• Work to be completed:
Give back each line of the listing precisely as written.

═══

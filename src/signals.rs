//! Signal delivery onto the event loop.
//!
//! The handler only writes the signal number, one byte, to the write end of a
//! socketpair; the loop reads the read end like any other descriptor and does
//! all interpretation on its own thread.

use std::io::{self, Read, Write};
use std::os::fd::{AsRawFd, RawFd};
use std::os::unix::net::UnixStream;
use std::sync::Arc;
use std::sync::atomic::{AtomicI32, Ordering};
use std::time::Duration;

use crate::error::{Error, Result};

/// Write end used by the installed handler. `-1` while nothing is installed.
static SIGNAL_FD: AtomicI32 = AtomicI32::new(-1);

/// What the loop does with a received signal number.
#[derive(Debug, Clone, Copy, PartialEq, Eq)]
pub enum Control {
    /// Sweep the timer list once the current batch is done.
    Tick,
    Stop,
    Ignore,
}

pub fn classify(signo: u8) -> Control {
    match signo as libc::c_int {
        libc::SIGALRM => Control::Tick,
        libc::SIGTERM | libc::SIGINT => Control::Stop,
        _ => Control::Ignore,
    }
}

/// Both ends of the self-notification channel. The read end is polled by the
/// loop; the write end is shared with the handler and with [`Notifier`]s.
pub struct SignalPipe {
    reader: UnixStream,
    writer: Arc<UnixStream>,
}

impl SignalPipe {
    pub fn new() -> Result<Self> {
        let (reader, writer) = UnixStream::pair().map_err(Error::Signal)?;
        reader.set_nonblocking(true).map_err(Error::Signal)?;
        writer.set_nonblocking(true).map_err(Error::Signal)?;
        Ok(Self {
            reader,
            writer: Arc::new(writer),
        })
    }

    pub fn read_fd(&self) -> RawFd {
        self.reader.as_raw_fd()
    }

    pub fn notifier(&self) -> Notifier {
        Notifier {
            writer: Arc::clone(&self.writer),
        }
    }

    /// Drain every pending signal number into `out`.
    pub fn drain(&self, out: &mut Vec<u8>) -> io::Result<()> {
        let mut buf = [0u8; 64];
        loop {
            match (&self.reader).read(&mut buf) {
                Ok(0) => return Ok(()),
                Ok(n) => out.extend_from_slice(&buf[..n]),
                Err(e) if e.kind() == io::ErrorKind::WouldBlock => return Ok(()),
                Err(e) if e.kind() == io::ErrorKind::Interrupted => {}
                Err(e) => return Err(e),
            }
        }
    }

    /// Route SIGALRM, SIGTERM and SIGINT into this pipe and ignore SIGPIPE.
    /// Handlers run with every signal blocked and without SA_RESTART, so the
    /// loop's `epoll_wait` returns early on delivery.
    pub fn install(&self) -> Result<()> {
        SIGNAL_FD.store(self.writer.as_raw_fd(), Ordering::SeqCst);
        for signo in [libc::SIGALRM, libc::SIGTERM, libc::SIGINT] {
            set_handler(signo, on_signal as extern "C" fn(libc::c_int) as libc::sighandler_t)?;
        }
        set_handler(libc::SIGPIPE, libc::SIG_IGN)
    }
}

impl Drop for SignalPipe {
    fn drop(&mut self) {
        let _ = SIGNAL_FD.compare_exchange(
            self.writer.as_raw_fd(),
            -1,
            Ordering::SeqCst,
            Ordering::SeqCst,
        );
    }
}

/// Injects signal numbers by hand. Used to stop a running server or to force a
/// timer sweep without touching process-wide signal state.
#[derive(Clone)]
pub struct Notifier {
    writer: Arc<UnixStream>,
}

impl Notifier {
    pub fn send(&self, signo: libc::c_int) -> io::Result<()> {
        (&*self.writer).write_all(&[signo as u8])
    }

    pub fn tick(&self) -> io::Result<()> {
        self.send(libc::SIGALRM)
    }

    pub fn stop(&self) -> io::Result<()> {
        self.send(libc::SIGTERM)
    }
}

extern "C" fn on_signal(signo: libc::c_int) {
    let fd = SIGNAL_FD.load(Ordering::Relaxed);
    if fd < 0 {
        return;
    }
    unsafe {
        let errno = libc::__errno_location();
        let saved = *errno;
        let byte = signo as u8;
        libc::send(fd, &byte as *const u8 as *const libc::c_void, 1, 0);
        *errno = saved;
    }
}

fn set_handler(signo: libc::c_int, handler: libc::sighandler_t) -> Result<()> {
    unsafe {
        let mut action: libc::sigaction = std::mem::zeroed();
        action.sa_sigaction = handler;
        action.sa_flags = 0;
        libc::sigfillset(&mut action.sa_mask);
        if libc::sigaction(signo, &action, std::ptr::null_mut()) < 0 {
            return Err(Error::Signal(io::Error::last_os_error()));
        }
    }
    Ok(())
}

/// Schedule the next SIGALRM.
pub fn arm_alarm(after: Duration) {
    let secs = after.as_secs().clamp(1, libc::c_uint::MAX as u64) as libc::c_uint;
    unsafe {
        libc::alarm(secs);
    }
}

═══

• Answer for this exercise:
filename src/signals.rs
//! Signal delivery onto the event loop.
//!
//! The handler only writes the signal number, one byte, to the write end of a
//! socketpair; the loop reads the read end like any other descriptor and does
//! all interpretation on its own thread.

use std::io::{self, Read, Write};
use std::os::fd::{AsRawFd, RawFd};
use std::os::unix::net::UnixStream;
use std::sync::Arc;
use std::sync::atomic::{AtomicI32, Ordering};
use std::time::Duration;

use crate::error::{Error, Result};

/// Write end used by the installed handler. `-1` while nothing is installed.
static SIGNAL_FD: AtomicI32 = AtomicI32::new(-1);

/// What the loop does with a received signal number.
#[derive(Debug, Clone, Copy, PartialEq, Eq)]
pub enum Control {
    /// Sweep the timer list once the current batch is done.
    Tick,
    Stop,
    Ignore,
}

pub fn classify(signo: u8) -> Control {
    match signo as libc::c_int {
        libc::SIGALRM => Control::Tick,
        libc::SIGTERM | libc::SIGINT => Control::Stop,
        _ => Control::Ignore,
    }
}

/// Both ends of the self-notification channel. The read end is polled by the
/// loop; the write end is shared with the handler and with [`Notifier`]s.
pub struct SignalPipe {
    reader: UnixStream,
    writer: Arc<UnixStream>,
}

impl SignalPipe {
    pub fn new() -> Result<Self> {
        let (reader, writer) = UnixStream::pair().map_err(Error::Signal)?;
        reader.set_nonblocking(true).map_err(Error::Signal)?;
        writer.set_nonblocking(true).map_err(Error::Signal)?;
        Ok(Self {
            reader,
            writer: Arc::new(writer),
        })
    }

    pub fn read_fd(&self) -> RawFd {
        self.reader.as_raw_fd()
    }

    pub fn notifier(&self) -> Notifier {
        Notifier {
            writer: Arc::clone(&self.writer),
        }
    }

    /// Drain every pending signal number into `out`.
    pub fn drain(&self, out: &mut Vec<u8>) -> io::Result<()> {
        let mut buf = [0u8; 64];
        loop {
            match (&self.reader).read(&mut buf) {
                Ok(0) => return Ok(()),
                Ok(n) => out.extend_from_slice(&buf[..n]),
                Err(e) if e.kind() == io::ErrorKind::WouldBlock => return Ok(()),
                Err(e) if e.kind() == io::ErrorKind::Interrupted => {}
                Err(e) => return Err(e),
            }
        }
    }

    /// Route SIGALRM, SIGTERM and SIGINT into this pipe and ignore SIGPIPE.
    /// Handlers run with every signal blocked and without SA_RESTART, so the
    /// loop's `epoll_wait` returns early on delivery.
    pub fn install(&self) -> Result<()> {
        SIGNAL_FD.store(self.writer.as_raw_fd(), Ordering::SeqCst);
        for signo in [libc::SIGALRM, libc::SIGTERM, libc::SIGINT] {
            set_handler(signo, on_signal as extern "C" fn(libc::c_int) as libc::sighandler_t)?;
        }
        set_handler(libc::SIGPIPE, libc::SIG_IGN)
    }
}

impl Drop for SignalPipe {
    fn drop(&mut self) {
        let _ = SIGNAL_FD.compare_exchange(
            self.writer.as_raw_fd(),
            -1,
            Ordering::SeqCst,
            Ordering::SeqCst,
        );
    }
}

/// Injects signal numbers by hand. Used to stop a running server or to force a
/// timer sweep without touching process-wide signal state.
#[derive(Clone)]
pub struct Notifier {
    writer: Arc<UnixStream>,
}

impl Notifier {
    pub fn send(&self, signo: libc::c_int) -> io::Result<()> {
        (&*self.writer).write_all(&[signo as u8])
    }

    pub fn tick(&self) -> io::Result<()> {
        self.send(libc::SIGALRM)
    }

    pub fn stop(&self) -> io::Result<()> {
        self.send(libc::SIGTERM)
    }
}

extern "C" fn on_signal(signo: libc::c_int) {
    let fd = SIGNAL_FD.load(Ordering::Relaxed);
    if fd < 0 {
        return;
    }
    unsafe {
        let errno = libc::__errno_location();
        let saved = *errno;
        let byte = signo as u8;
        libc::send(fd, &byte as *const u8 as *const libc::c_void, 1, 0);
        *errno = saved;
    }
}

fn set_handler(signo: libc::c_int, handler: libc::sighandler_t) -> Result<()> {
    unsafe {
        let mut action: libc::sigaction = std::mem::zeroed();
        action.sa_sigaction = handler;
        action.sa_flags = 0;
        libc::sigfillset(&mut action.sa_mask);
        if libc::sigaction(signo, &action, std::ptr::null_mut()) < 0 {
            return Err(Error::Signal(io::Error::last_os_error()));
        }
    }
    Ok(())
}

/// Schedule the next SIGALRM.
pub fn arm_alarm(after: Duration) {
    let secs = after.as_secs().clamp(1, libc::c_uint::MAX as u64) as libc::c_uint;
    unsafe {
        libc::alarm(secs);
    }
}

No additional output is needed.